= Mir (title) =

Persian title

Mir (میر) is a title of Persian origin with variable connotations. It is derived from the Arabic title Emir meaning 'elite, general, prince'.

== Sayyids ==
Mir is the Persian version of the title of tribal leaders of Sayyids, that are addressed in the Arab world as Naqib. Examples of Persian Miran (plural of Mir) are Mir Sayyid Ali Hamadani and the family of the Mir Sayyid Hasan bin Azimullah and Hazrat Ishaan, that are today known as Dakik family.

== Yazidis ==
In the Yazidi culture, the Mîr (میر) is the religious and also the administrative authority from the Qatanî branch of the Sheikh caste.
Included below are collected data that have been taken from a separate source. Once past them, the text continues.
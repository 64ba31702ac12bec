use serde::{Deserialize, Serialize};
use std::fmt;

/// Max 31 bit integer, used as the "never expires" timeout.
pub const MAX_SIGNED_31_BIT_INT: f64 = 1_073_741_823.0;

/// Times out immediately.
pub const IMMEDIATE_PRIORITY_TIMEOUT: f64 = -1.0;
pub const USER_BLOCKING_PRIORITY_TIMEOUT: f64 = 250.0;
pub const NORMAL_PRIORITY_TIMEOUT: f64 = 5000.0;
pub const LOW_PRIORITY_TIMEOUT: f64 = 10000.0;
/// Never times out.
pub const IDLE_PRIORITY_TIMEOUT: f64 = MAX_SIGNED_31_BIT_INT;

/// Urgency class of a task. Variants are declared from most to least urgent,
/// so the derived ordering compares urgency.
#[derive(
    Debug, Clone, Copy, PartialEq, Eq, PartialOrd, Ord, Hash, Default, Serialize, Deserialize,
)]
#[serde(rename_all = "camelCase")]
pub enum Priority {
    Immediate,
    UserBlocking,
    #[default]
    Normal,
    Low,
    Idle,
}

impl Priority {
    pub const ALL: [Priority; 5] = [
        Priority::Immediate,
        Priority::UserBlocking,
        Priority::Normal,
        Priority::Low,
        Priority::Idle,
    ];

    /// Maps a numeric level (1 = Immediate .. 5 = Idle) to a priority.
    /// Anything else, including the "no priority" level 0, is Normal.
    pub fn from_level(level: u8) -> Self {
        match level {
            1 => Priority::Immediate,
            2 => Priority::UserBlocking,
            3 => Priority::Normal,
            4 => Priority::Low,
            5 => Priority::Idle,
            _ => Priority::Normal,
        }
    }

    pub fn level(self) -> u8 {
        match self {
            Priority::Immediate => 1,
            Priority::UserBlocking => 2,
            Priority::Normal => 3,
            Priority::Low => 4,
            Priority::Idle => 5,
        }
    }

    /// Milliseconds added to a task's start time to get its expiration time.
    pub fn timeout_ms(self) -> f64 {
        match self {
            Priority::Immediate => IMMEDIATE_PRIORITY_TIMEOUT,
            Priority::UserBlocking => USER_BLOCKING_PRIORITY_TIMEOUT,
            Priority::Normal => NORMAL_PRIORITY_TIMEOUT,
            Priority::Low => LOW_PRIORITY_TIMEOUT,
            Priority::Idle => IDLE_PRIORITY_TIMEOUT,
        }
    }

    pub fn expiration_time(self, start_time: f64) -> f64 {
        start_time + self.timeout_ms()
    }

    /// Priority used by `Scheduler::next`: anything at or above Normal is
    /// shifted down to Normal, lower levels are kept.
    pub fn shifted_to_normal(self) -> Self {
        match self {
            Priority::Immediate | Priority::UserBlocking | Priority::Normal => Priority::Normal,
            other => other,
        }
    }

    pub fn name(self) -> &'static str {
        match self {
            Priority::Immediate => "immediate",
            Priority::UserBlocking => "userBlocking",
            Priority::Normal => "normal",
            Priority::Low => "low",
            Priority::Idle => "idle",
        }
    }
}

impl fmt::Display for Priority {
    fn fmt(&self, f: &mut fmt::Formatter<'_>) -> fmt::Result {
        f.write_str(self.name())
    }
}

#[cfg(test)]
mod tests {
    use super::*;

    #[test]
    fn timeouts_match_table() {
        assert_eq!(Priority::Immediate.timeout_ms(), -1.0);
        assert_eq!(Priority::UserBlocking.timeout_ms(), 250.0);
        assert_eq!(Priority::Normal.timeout_ms(), 5000.0);
        assert_eq!(Priority::Low.timeout_ms(), 10000.0);
        assert_eq!(Priority::Idle.timeout_ms(), 1_073_741_823.0);
    }

    #[test]
    fn unknown_levels_default_to_normal() {
        assert_eq!(Priority::from_level(0), Priority::Normal);
        assert_eq!(Priority::from_level(6), Priority::Normal);
        assert_eq!(Priority::from_level(200), Priority::Normal);
        for priority in Priority::ALL {
            assert_eq!(Priority::from_level(priority.level()), priority);
        }
    }

    #[test]
    fn ordering_follows_urgency() {
        assert!(Priority::Immediate < Priority::UserBlocking);
        assert!(Priority::Low < Priority::Idle);
        assert_eq!(Priority::default(), Priority::Normal);
    }

    #[test]
    fn shift_keeps_low_levels() {
        assert_eq!(Priority::Immediate.shifted_to_normal(), Priority::Normal);
        assert_eq!(Priority::UserBlocking.shifted_to_normal(), Priority::Normal);
        assert_eq!(Priority::Low.shifted_to_normal(), Priority::Low);
        assert_eq!(Priority::Idle.shifted_to_normal(), Priority::Idle);
    }

    #[test]
    fn deserializes_camel_case_names() {
        let p: Priority = serde_json::from_str("\"userBlocking\"").unwrap();
        assert_eq!(p, Priority::UserBlocking);
    }
}
#![allow(dead_code)]

use std::cell::{Cell, RefCell};
use std::rc::Rc;
use tempo_scheduler::{LocalHost, Scheduler, VirtualClock};
use tempo_signals::CoalescingManager;
use tempo_strategies::{RenderHandle, StrategyContext, StrategyRegistry};

pub struct Harness {
    pub clock: VirtualClock,
    pub host: Rc<LocalHost>,
    pub scheduler: Scheduler,
    pub coalescing: CoalescingManager,
    pub ctx: StrategyContext,
}

pub fn init_tracing() {
    let _ = tracing_subscriber::fmt()
        .with_max_level(tracing::Level::DEBUG)
        .with_test_writer()
        .try_init();
}

pub fn harness() -> Harness {
    init_tracing();
    let clock = VirtualClock::new();
    let host = Rc::new(LocalHost::new(Rc::new(clock.clone())));
    let scheduler = Scheduler::new(host.clone());
    let coalescing = CoalescingManager::new();
    let ctx = StrategyContext::with_coalescing(scheduler.clone(), coalescing.clone());
    Harness {
        clock,
        host,
        scheduler,
        coalescing,
        ctx,
    }
}

pub fn registry<T: Clone + 'static>(h: &Harness) -> Rc<StrategyRegistry<T>> {
    Rc::new(StrategyRegistry::new(&h.ctx).expect("built-in primary exists"))
}

/// Counts every call a strategy makes on its view.
#[derive(Default)]
pub struct CountingHandle {
    pub detected: Cell<usize>,
    pub checked: Cell<usize>,
    pub dirtied: Cell<usize>,
    pub journal: Option<Rc<RefCell<Vec<String>>>>,
    pub label: &'static str,
}

impl CountingHandle {
    pub fn new() -> Rc<Self> {
        Rc::new(Self::default())
    }

    pub fn journaled(label: &'static str, journal: Rc<RefCell<Vec<String>>>) -> Rc<Self> {
        Rc::new(Self {
            journal: Some(journal),
            label,
            ..Self::default()
        })
    }

    fn note(&self, what: &str) {
        if let Some(journal) = &self.journal {
            journal.borrow_mut().push(format!("{}:{what}", self.label));
        }
    }
}

impl RenderHandle for CountingHandle {
    fn detect_changes(&self) {
        self.detected.set(self.detected.get() + 1);
        self.note("detect");
    }

    fn mark_for_check(&self) {
        self.checked.set(self.checked.get() + 1);
        self.note("check");
    }

    fn mark_dirty(&self) {
        self.dirtied.set(self.dirtied.get() + 1);
        self.note("dirty");
    }
}

pub fn collect<T: Clone + 'static>(
    source: &tempo_signals::Source<T>,
) -> Rc<RefCell<Vec<T>>> {
    let seen = Rc::new(RefCell::new(Vec::new()));
    let s = seen.clone();
    source.subscribe_fn(move |v| s.borrow_mut().push(v));
    seen
}
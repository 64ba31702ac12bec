use thiserror::Error;

#[derive(Debug, Error)]
pub enum StrategyError {
    #[error("strategy `{0}` is already registered")]
    AlreadyRegistered(String),

    #[error("primary strategy `{0}` is not registered")]
    UnknownPrimary(String),

    #[error("custom strategy `{0}` is configured but was not supplied")]
    MissingCustom(String),

    #[error("invalid strategy configuration: {0}")]
    Config(#[from] serde_json::Error),
}
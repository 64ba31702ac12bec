use std::cmp::Ordering;

/// Ordering key of a node stored in a [`TaskHeap`].
///
/// Nodes are ordered by `(sort_index, id)`, so nodes with equal sort indices
/// come out in the order their ids were handed out.
pub trait HeapNode {
    fn sort_index(&self) -> f64;
    fn id(&self) -> u64;
}

fn compare<N: HeapNode>(a: &N, b: &N) -> Ordering {
    a.sort_index()
        .total_cmp(&b.sort_index())
        .then_with(|| a.id().cmp(&b.id()))
}

/// An array-backed binary min-heap.
///
/// Arbitrary removal is not supported. The scheduler cancels tasks lazily and
/// discards them when they reach the root.
#[derive(Debug)]
pub struct TaskHeap<N> {
    nodes: Vec<N>,
}

impl<N> Default for TaskHeap<N> {
    fn default() -> Self {
        Self { nodes: Vec::new() }
    }
}

impl<N: HeapNode> TaskHeap<N> {
    pub fn new() -> Self {
        Self::default()
    }

    pub fn with_capacity(capacity: usize) -> Self {
        Self {
            nodes: Vec::with_capacity(capacity),
        }
    }

    pub fn push(&mut self, node: N) {
        let index = self.nodes.len();
        self.nodes.push(node);
        self.sift_up(index);
    }

    /// Returns the minimum node without removing it.
    pub fn peek(&self) -> Option<&N> {
        self.nodes.first()
    }

    /// Removes the minimum node. The last leaf is promoted to the root and
    /// sifted down.
    pub fn pop(&mut self) -> Option<N> {
        if self.nodes.is_empty() {
            return None;
        }
        let last = self.nodes.len() - 1;
        self.nodes.swap(0, last);
        let first = self.nodes.pop();
        if !self.nodes.is_empty() {
            self.sift_down(0);
        }
        first
    }

    pub fn len(&self) -> usize {
        self.nodes.len()
    }

    pub fn is_empty(&self) -> bool {
        self.nodes.is_empty()
    }

    /// Iterates the nodes in storage order, not in heap order.
    pub fn iter(&self) -> impl Iterator<Item = &N> {
        self.nodes.iter()
    }

    fn sift_up(&mut self, mut index: usize) {
        while index > 0 {
            let parent = (index - 1) >> 1;
            if compare(&self.nodes[parent], &self.nodes[index]) == Ordering::Greater {
                self.nodes.swap(parent, index);
                index = parent;
            } else {
                return;
            }
        }
    }

    fn sift_down(&mut self, mut index: usize) {
        let len = self.nodes.len();
        let half = len >> 1;
        while index < half {
            let left = index * 2 + 1;
            let right = left + 1;
            let mut smallest = left;
            if right < len && compare(&self.nodes[right], &self.nodes[left]) == Ordering::Less {
                smallest = right;
            }
            if compare(&self.nodes[smallest], &self.nodes[index]) == Ordering::Less {
                self.nodes.swap(smallest, index);
                index = smallest;
            } else {
                return;
            }
        }
    }
}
The former Mîr was Tahseen Said Beg, whose son Hazim Tahsin Beg succeeded him.

== British India ==
The title Mir is also used by various vassals of the British Indian Empire:

=== Examples ===
In Muslim princely states of British India, a few rulers were formally styled Mir, few reached the level of a salute state, becoming entitled to a gun salute and the attached form of address His Highness:

- the Mir of Khairpur (17 guns), a Rajputana princely state under a branch of the Talpur clan
- the Mir of Hunza (15 guns)

The following all remained non-salute states:

- The Mir of Mirpur State, under a branch of the above Talpur clan
- The Mir of Kharan; from 1921, restyled Sardar Bahadur Nawab, till 1940 a vassal of the Khan and Wali of Kalat (the senior ruler in British Baluchistan)
- Petty Pashtun states around the North-West Frontier:
  - The Mir of Amb, capital Darband; from 1868, restyled Nawab; from 1921 promoted Nawab Bahadur
  - The Mir of Nagar
- the Mirs of Morni, Garhi Kotaha and Pindrawal in the Punjab Province and United Provinces British India (see Muhammad Baquar Ali Khan)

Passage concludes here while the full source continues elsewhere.